5.      Un profesor curioso y un rival de cuidado

 

     Por fin, llegaron las vacaciones de verano del 37. Los resultados académicos del curso no habían sido muy lucidos pues el trabajo desamortizador, aunque remuneratorio, me llevaba demasiado tiempo; y, llegados los domingos y las fiestas, ahora ni se me ocurría abandonar a mi doble pareja femenina, con la que ya formaba un trío inseparable, al que en ocasiones invitaba a unirse a algún compañero de la Universidad digno de tal honor. En tal caso, Josefa se comportaba con la suficiente cortesía, como para que el invitado no se sintiera mal recibido pero, luego, en casa, me leía la cartilla:

-          Anda que vaya amigos que tienes. ¿No hay ninguno que merezca la pena?... Ahora, en serio, Angelito: Me encuentro muy a gusto con Rebeca y contigo, hasta que podáis volar por vuestra cuenta. Yo soy todavía una chiquilla, como diría mamá, y, en todo caso, cuando crea llegado el momento, no pienso fijarme en un señorito de Facultad, sino en un dependiente de Buxó o en un cajista de Julián Pastor[51].

     Así era entonces Josefa, a quien consideraba prototipo de la mujer a la que, según el tópico, no hay quien la entienda.

***

     Un día de principios de junio de 1837, recién acabado para mí el tercer curso universitario, me llamó a su despacho Ezequiel para informarme de que acababa de recibir a un propio del profesor Cantalapiedra, con el recado de que lo visitara en su casa a las cinco de aquella misma tarde. Mi principal me advirtió:

-          Si es por algo de las subastas, ven a informarme inmediatamente.

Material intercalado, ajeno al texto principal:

//! Player tuning parameters.

use crate::error::{Result, VvError};
use serde::{Deserialize, Serialize};
use std::path::Path;
use std::time::Duration;

/// Default ring-buffer capacity in frames.
pub const DEFAULT_BUFFER_CAPACITY: usize = 20;

/// The player only dequeues while a second frame is buffered behind the
/// head, so capacity and refill threshold can never go below this.
pub const MIN_BUFFERED_FRAMES: usize = 2;

/// Tunables for one player instance.
#[derive(Debug, Clone, PartialEq, Serialize, Deserialize)]
#[serde(default)]
pub struct PlayerConfig {
    /// Ring-buffer capacity in frames.
    pub buffer_capacity: usize,
    /// Occupancy below which the player tops up decode requests.
    /// `None` means "keep the buffer as full as possible".
    pub refill_threshold: Option<usize>,
    /// Clock debt (in frame intervals) kept before the clock resyncs.
    pub max_clock_debt_intervals: u32,
    /// How long `stop` waits for the decode thread.
    pub loader_shutdown_timeout_ms: u64,
    /// Bounded wait the loader performs on a full buffer before retrying.
    pub loader_space_wait_ms: u64,
}

impl Default for PlayerConfig {
    fn default() -> Self {
        Self {
            buffer_capacity: DEFAULT_BUFFER_CAPACITY,
            refill_threshold: None,
            max_clock_debt_intervals: 3,
            loader_shutdown_timeout_ms: 500,
            loader_space_wait_ms: 10,
        }
    }
}

impl PlayerConfig {
    /// Reject values the player cannot run with.
    pub fn validate(&self) -> Result<()> {
        if self.buffer_capacity < MIN_BUFFERED_FRAMES {
            return Err(VvError::InvalidParameter(format!(
                "buffer_capacity must be at least {}",
                MIN_BUFFERED_FRAMES
            )));
        }
        if let Some(threshold) = self.refill_threshold {
            if !(MIN_BUFFERED_FRAMES..=self.buffer_capacity).contains(&threshold) {
                return Err(VvError::InvalidParameter(format!(
                    "refill_threshold {} must lie in {}..={}",
                    threshold, MIN_BUFFERED_FRAMES, self.buffer_capacity
                )));
            }
        }
        Ok(())
    }

    /// Occupancy below which requests are topped up.
    pub fn effective_refill_threshold(&self) -> usize {
        self.refill_threshold.unwrap_or(self.buffer_capacity)
    }

    pub fn loader_shutdown_timeout(&self) -> Duration {
        Duration::from_millis(self.loader_shutdown_timeout_ms)
    }

    pub fn loader_space_wait(&self) -> Duration {
        Duration::from_millis(self.loader_space_wait_ms)
    }

    /// Parse from JSON; missing fields take their defaults.
    pub fn from_json(data: &[u8]) -> Result<Self> {
        let config: Self = serde_json::from_slice(data)
            .map_err(|e| VvError::Serialization(format!("Invalid player config: {}", e)))?;
        config.validate()?;
        Ok(config)
    }

    pub fn to_json(&self) -> Result<Vec<u8>> {
        serde_json::to_vec_pretty(self)
            .map_err(|e| VvError::Serialization(format!("Failed to serialize player config: {}", e)))
    }

    pub fn load_from_file(path: &Path) -> Result<Self> {
        let data = std::fs::read(path)?;
        Self::from_json(&data)
    }

    pub fn save_to_file(&self, path: &Path) -> Result<()> {
        std::fs::write(path, self.to_json()?)?;
        Ok(())
    }
}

     Se trataba de algo muy distinto y que solo a mí afectaba. Tras pasar al salón, una criada nos sirvió té -al que Don Atanasio era muy aficionado-. Apenas habíamos consumido la primera taza y cruzado unas palabras sobre los exámenes y mi trabajo en el escritorio de Espinosa, el profesor fue al grano, aunque con un preámbulo bastante alarmante:

-          Tal y como van las cosas -afirmó- no me extrañaría nada que los liberales tuviésemos que volver a coger los bártulos y tomar el camino de Francia. La otra vez[52] me libré porque era un chiquillo pero ahora, con mi posición de fiscal militar y los bienes eclesiásticos que he comprado, temo que, de quedarme, mi vida esté en peligro.

     Y, de forma sucinta, me puso en antecedentes del golpe de Estado que, según él, se preparaba en Madrid, gracias al acuerdo que se estaba pergeñando entre el Pretendiente y su cuñada, la Reina Regente, María Cristina. Me aclaró:

-          Uno y otra, tras casi cuatro años de guerra, han llegado a la conclusión de que la victoria de los carlistas es imposible, pero la de los liberales solo podría conseguirse tras muchos años y la ruina del Estado. Consecuencia: Se habla de una boda futura entre la niña Isabel II y el hijo mayor de Don Carlos. Se llevan un montón de años y, dada la edad de Isabel, la boda habría de ser para largo: así que, entre tanto, Cristina seguiría de Regente, pero con el control y las directrices del Carlista. De modo que te puedes figurar cómo nos va a ir a los que dan en llamar los exaltados: proscripciones, destierros y fusilamientos. No te quepa la menor duda. Y, para dar tiempo y hacer un paripé, ahí tienes a Don Carlos paseándose por España con un ejército de quince mil hombres[53], que acabará por entrar en Madrid cuando fructifiquen las negociaciones y le abran las puertas de la Capital.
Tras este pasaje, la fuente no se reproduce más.